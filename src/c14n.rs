use quick_xml::events::{BytesStart, Event};
use quick_xml::Reader;

use crate::SamlError;

// Canonical form shared by the signing and validating sides: the XML
// declaration, comments, processing instructions and doctype are dropped,
// empty elements are expanded, namespace declarations precede attributes
// with each group sorted by name, and text is re-escaped after entity
// resolution. Namespace declarations are kept where they are written
// instead of being pruned to visibly utilized ones. Digests agree because
// both sides canonicalize with this same routine.
pub(crate) fn canonicalize(xml: &str) -> Result<String, SamlError> {
    let mut reader = Reader::from_str(xml);
    reader.config_mut().trim_text(false);

    let mut out = String::with_capacity(xml.len());
    loop {
        match reader
            .read_event()
            .map_err(|err| SamlError::InvalidXml(err.to_string()))?
        {
            Event::Start(e) => write_open_tag(&mut out, &e)?,
            Event::Empty(e) => {
                write_open_tag(&mut out, &e)?;
                out.push_str("</");
                out.push_str(tag_name(&e)?);
                out.push('>');
            }
            Event::End(e) => {
                let name = std::str::from_utf8(e.name().into_inner())
                    .map_err(|err| SamlError::InvalidXml(err.to_string()))?;
                out.push_str("</");
                out.push_str(name);
                out.push('>');
            }
            Event::Text(e) => {
                let text = e
                    .unescape()
                    .map_err(|err| SamlError::InvalidXml(err.to_string()))?;
                push_escaped_text(&mut out, &text);
            }
            Event::CData(e) => {
                let text = std::str::from_utf8(&e)
                    .map_err(|err| SamlError::InvalidXml(err.to_string()))?;
                push_escaped_text(&mut out, text);
            }
            Event::Decl(_) | Event::Comment(_) | Event::PI(_) | Event::DocType(_) => {}
            Event::Eof => break,
        }
    }
    Ok(out)
}

fn tag_name<'a>(element: &'a BytesStart) -> Result<&'a str, SamlError> {
    std::str::from_utf8(element.name().into_inner())
        .map_err(|err| SamlError::InvalidXml(err.to_string()))
}

fn write_open_tag(out: &mut String, element: &BytesStart) -> Result<(), SamlError> {
    out.push('<');
    out.push_str(tag_name(element)?);

    let mut namespaces: Vec<(String, String)> = Vec::new();
    let mut attributes: Vec<(String, String)> = Vec::new();
    for attr in element.attributes().flatten() {
        let key = std::str::from_utf8(attr.key.as_ref())
            .map_err(|err| SamlError::InvalidXml(err.to_string()))?
            .to_owned();
        let value = attr
            .unescape_value()
            .map_err(|err| SamlError::InvalidXml(err.to_string()))?
            .into_owned();
        if key == "xmlns" || key.starts_with("xmlns:") {
            namespaces.push((key, value));
        } else {
            attributes.push((key, value));
        }
    }
    namespaces.sort();
    attributes.sort();

    for (key, value) in namespaces.iter().chain(attributes.iter()) {
        out.push(' ');
        out.push_str(key);
        out.push_str("=\"");
        push_escaped_attribute(out, value);
        out.push('"');
    }
    out.push('>');
    Ok(())
}

fn push_escaped_text(out: &mut String, text: &str) {
    for c in text.chars() {
        match c {
            '&' => out.push_str("&amp;"),
            '<' => out.push_str("&lt;"),
            '>' => out.push_str("&gt;"),
            '\r' => out.push_str("&#xD;"),
            _ => out.push(c),
        }
    }
}

fn push_escaped_attribute(out: &mut String, value: &str) {
    for c in value.chars() {
        match c {
            '&' => out.push_str("&amp;"),
            '<' => out.push_str("&lt;"),
            '"' => out.push_str("&quot;"),
            '\t' => out.push_str("&#x9;"),
            '\n' => out.push_str("&#xA;"),
            '\r' => out.push_str("&#xD;"),
            _ => out.push(c),
        }
    }
}

#[cfg(test)]
mod tests {
    use super::*;

    #[test]
    fn strips_prolog_and_comments_and_expands_empty_elements() {
        let xml = r#"<?xml version="1.0" encoding="utf-8"?><a><!-- note --><b x="1"/></a>"#;
        assert_eq!(canonicalize(xml).unwrap(), r#"<a><b x="1"></b></a>"#);
    }

    #[test]
    fn sorts_namespace_declarations_before_attributes() {
        let xml = r#"<e b="2" a="1" xmlns:z="urn:z" xmlns:m="urn:m">t</e>"#;
        assert_eq!(
            canonicalize(xml).unwrap(),
            r#"<e xmlns:m="urn:m" xmlns:z="urn:z" a="1" b="2">t</e>"#
        );
    }

    #[test]
    fn default_namespace_sorts_ahead_of_prefixed_ones() {
        let xml = r#"<e xmlns:a="urn:a" xmlns="urn:default"/>"#;
        assert_eq!(
            canonicalize(xml).unwrap(),
            r#"<e xmlns="urn:default" xmlns:a="urn:a"></e>"#
        );
    }

    #[test]
    fn normalizes_escaping_of_text_and_attributes() {
        let xml = "<a note=\"x &#38; y\">1 &#60; 2 &amp; 3</a>";
        assert_eq!(
            canonicalize(xml).unwrap(),
            r#"<a note="x &amp; y">1 &lt; 2 &amp; 3</a>"#
        );
    }

    #[test]
    fn preserves_whitespace_between_elements() {
        let xml = "<a>\n  <b>v</b>\n</a>";
        assert_eq!(canonicalize(xml).unwrap(), "<a>\n  <b>v</b>\n</a>");
    }

    #[test]
    fn canonical_output_is_a_fixed_point() {
        let xml = r#"<a xmlns:s="urn:s" q="1"><s:b><!-- c -->text</s:b><d/></a>"#;
        let once = canonicalize(xml).unwrap();
        assert_eq!(canonicalize(&once).unwrap(), once);
    }
}
use base64::{prelude::BASE64_STANDARD, Engine};
use time::{Duration, OffsetDateTime};

use crate::signing::Signer;
use crate::utils::{random_string, xml_escape};
use crate::{
    SamlError, AUTHN_CONTEXT_PASSWORD_PROTECTED_TRANSPORT, DATE_TIME_FORMAT,
    NAME_ID_FORMAT_UNSPECIFIED,
};

const ASSERTION_NS: &str = "urn:oasis:names:tc:SAML:2.0:assertion";
const PROTOCOL_NS: &str = "urn:oasis:names:tc:SAML:2.0:protocol";
const XML_SCHEMA_NS: &str = "http://www.w3.org/2001/XMLSchema";
const XML_SCHEMA_INSTANCE_NS: &str = "http://www.w3.org/2001/XMLSchema-instance";
const STATUS_SUCCESS: &str = "urn:oasis:names:tc:SAML:2.0:status:Success";
const CONFIRMATION_METHOD_BEARER: &str = "urn:oasis:names:tc:SAML:2.0:cm:bearer";
const ATTRIBUTE_NAME_FORMAT_BASIC: &str = "urn:oasis:names:tc:SAML:2.0:attrname-format:basic";

// Federation peers rarely agree on the time to the second.
const NOT_BEFORE_SKEW: Duration = Duration::minutes(2);
const DEFAULT_VALIDITY: Duration = Duration::hours(2);

#[derive(Default)]
pub struct AssertionBuilder {
    assertion_id: Option<String>,
    response_id: Option<String>,
    issuer: Option<String>,
    in_response_to: Option<String>,
    destination: Option<String>,
    recipient: Option<String>,
    audience: Option<String>,
    subject: Option<String>,
    name_id_format: Option<String>,
    authn_context: Option<String>,
    attributes: Vec<(String, String)>,
    issue_instant: Option<OffsetDateTime>,
    validity: Option<Duration>,
}

impl AssertionBuilder {
    pub fn new() -> Self {
        Self::default()
    }

    pub fn assertion_id(self, id: &str) -> Self {
        AssertionBuilder {
            assertion_id: Some(id.into()),
            ..self
        }
    }

    pub fn response_id(self, id: &str) -> Self {
        AssertionBuilder {
            response_id: Some(id.into()),
            ..self
        }
    }

    pub fn issuer(self, issuer: &str) -> Self {
        AssertionBuilder {
            issuer: Some(issuer.into()),
            ..self
        }
    }

    pub fn in_response_to(self, request_id: &str) -> Self {
        AssertionBuilder {
            in_response_to: Some(request_id.into()),
            ..self
        }
    }

    pub fn destination(self, destination: &str) -> Self {
        AssertionBuilder {
            destination: Some(destination.into()),
            ..self
        }
    }

    pub fn recipient(self, recipient: &str) -> Self {
        AssertionBuilder {
            recipient: Some(recipient.into()),
            ..self
        }
    }

    pub fn audience(self, audience: &str) -> Self {
        AssertionBuilder {
            audience: Some(audience.into()),
            ..self
        }
    }

    pub fn subject(self, subject: &str) -> Self {
        AssertionBuilder {
            subject: Some(subject.into()),
            ..self
        }
    }

    pub fn name_id_format(self, format: &str) -> Self {
        AssertionBuilder {
            name_id_format: Some(format.into()),
            ..self
        }
    }

    pub fn authn_context(self, class_ref: &str) -> Self {
        AssertionBuilder {
            authn_context: Some(class_ref.into()),
            ..self
        }
    }

    pub fn attribute(mut self, name: &str, value: &str) -> Self {
        self.attributes.push((name.into(), value.into()));
        self
    }

    pub fn issue_instant(self, instant: OffsetDateTime) -> Self {
        AssertionBuilder {
            issue_instant: Some(instant),
            ..self
        }
    }

    pub fn issued_now(self) -> Self {
        AssertionBuilder {
            issue_instant: Some(OffsetDateTime::now_utc()),
            ..self
        }
    }

    pub fn validity(self, validity: Duration) -> Self {
        AssertionBuilder {
            validity: Some(validity),
            ..self
        }
    }

    pub fn build(self) -> String {
        self.render_assertion()
    }

    // Signs the assertion first, then wraps it in the Response shell, so the
    // response-level text never participates in the digest.
    pub fn build_signed_response(self, signer: &Signer) -> Result<String, SamlError> {
        let assertion = self.render_assertion();
        let signed = signer.sign_enveloped(&assertion)?;
        Ok(self.render_response(&signed))
    }

    pub fn build_and_encode(self, signer: &Signer) -> Result<String, SamlError> {
        Ok(BASE64_STANDARD.encode(self.build_signed_response(signer)?))
    }

    fn render_assertion(&self) -> String {
        let instant = self.issue_instant.expect("IssueInstant is required");
        let issued = format_instant(instant);
        let not_before = format_instant(instant - NOT_BEFORE_SKEW);
        let not_on_or_after = format_instant(instant + self.validity.unwrap_or(DEFAULT_VALIDITY));
        let assertion_id = self
            .assertion_id
            .clone()
            .unwrap_or_else(|| format!("_id{}", random_string(32)));

        let mut xml = format!(
            "<saml:Assertion xmlns:saml=\"{}\" ID=\"{}\" Version=\"2.0\" IssueInstant=\"{}\">\
             <saml:Issuer>{}</saml:Issuer>",
            ASSERTION_NS,
            xml_escape(&assertion_id),
            issued,
            xml_escape(self.issuer.as_deref().expect("Issuer is required")),
        );
        xml.push_str(&self.subject_block(&not_on_or_after));
        xml.push_str(&self.conditions_block(&not_before, &not_on_or_after));
        xml.push_str(&self.authn_statement_block(&issued));
        xml.push_str(&self.attribute_statement_block());
        xml.push_str("</saml:Assertion>");
        xml
    }

    fn subject_block(&self, not_on_or_after: &str) -> String {
        let name_id_format = self
            .name_id_format
            .as_deref()
            .unwrap_or(NAME_ID_FORMAT_UNSPECIFIED);
        format!(
            "<saml:Subject>\
             <saml:NameID Format=\"{}\">{}</saml:NameID>\
             <saml:SubjectConfirmation Method=\"{}\">\
             <saml:SubjectConfirmationData NotOnOrAfter=\"{}\" Recipient=\"{}\" InResponseTo=\"{}\"/>\
             </saml:SubjectConfirmation>\
             </saml:Subject>",
            xml_escape(name_id_format),
            xml_escape(self.subject.as_deref().expect("Subject is required")),
            CONFIRMATION_METHOD_BEARER,
            not_on_or_after,
            xml_escape(self.recipient.as_deref().expect("Recipient is required")),
            xml_escape(self.in_response_to.as_deref().expect("InResponseTo is required")),
        )
    }

    fn conditions_block(&self, not_before: &str, not_on_or_after: &str) -> String {
        format!(
            "<saml:Conditions NotBefore=\"{}\" NotOnOrAfter=\"{}\">\
             <saml:AudienceRestriction>\
             <saml:Audience>{}</saml:Audience>\
             </saml:AudienceRestriction>\
             </saml:Conditions>",
            not_before,
            not_on_or_after,
            xml_escape(self.audience.as_deref().expect("Audience is required")),
        )
    }

    fn authn_statement_block(&self, issued: &str) -> String {
        let authn_context = self
            .authn_context
            .as_deref()
            .unwrap_or(AUTHN_CONTEXT_PASSWORD_PROTECTED_TRANSPORT);
        format!(
            "<saml:AuthnStatement AuthnInstant=\"{}\">\
             <saml:AuthnContext>\
             <saml:AuthnContextClassRef>{}</saml:AuthnContextClassRef>\
             </saml:AuthnContext>\
             </saml:AuthnStatement>",
            issued,
            xml_escape(authn_context),
        )
    }

    fn attribute_statement_block(&self) -> String {
        if self.attributes.is_empty() {
            return String::new();
        }
        let mut xml = format!(
            "<saml:AttributeStatement xmlns:xs=\"{}\" xmlns:xsi=\"{}\">",
            XML_SCHEMA_NS, XML_SCHEMA_INSTANCE_NS,
        );
        for (name, value) in &self.attributes {
            xml.push_str(&format!(
                "<saml:Attribute Name=\"{}\" NameFormat=\"{}\">\
                 <saml:AttributeValue xsi:type=\"xs:string\">{}</saml:AttributeValue>\
                 </saml:Attribute>",
                xml_escape(name),
                ATTRIBUTE_NAME_FORMAT_BASIC,
                xml_escape(value),
            ));
        }
        xml.push_str("</saml:AttributeStatement>");
        xml
    }

    fn render_response(&self, signed_assertion: &str) -> String {
        let response_id = self
            .response_id
            .clone()
            .unwrap_or_else(|| format!("_id{}", random_string(32)));
        let issued = format_instant(self.issue_instant.expect("IssueInstant is required"));
        let destination = match self.destination.as_deref() {
            Some(destination) => format!(" Destination=\"{}\"", xml_escape(destination)),
            None => String::new(),
        };
        format!(
            "<samlp:Response xmlns:samlp=\"{}\" xmlns:saml=\"{}\" ID=\"{}\" Version=\"2.0\" IssueInstant=\"{}\" InResponseTo=\"{}\"{}>\
             <saml:Issuer>{}</saml:Issuer>\
             <samlp:Status><samlp:StatusCode Value=\"{}\"/></samlp:Status>\
             {}\
             </samlp:Response>",
            PROTOCOL_NS,
            ASSERTION_NS,
            xml_escape(&response_id),
            issued,
            xml_escape(self.in_response_to.as_deref().expect("InResponseTo is required")),
            destination,
            xml_escape(self.issuer.as_deref().expect("Issuer is required")),
            STATUS_SUCCESS,
            signed_assertion,
        )
    }
}

fn format_instant(instant: OffsetDateTime) -> String {
    instant
        .format(&DATE_TIME_FORMAT)
        .expect("Infallible formatting")
}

○ ○ ○

THE PROBLEM -> Take exactly the lines from the one containing "let mut out" through the one containing "write_open_tag(&mut out, &e)?;" in the data above, and output them with nothing added.

TASK OUTPUT ->
    let mut out = String::with_capacity(xml.len());
    loop {
        match reader
            .read_event()
            .map_err(|err| SamlError::InvalidXml(err.to_string()))?
        {
            Event::Start(e) => write_open_tag(&mut out, &e)?,
            Event::Empty(e) => {
                write_open_tag(&mut out, &e)?;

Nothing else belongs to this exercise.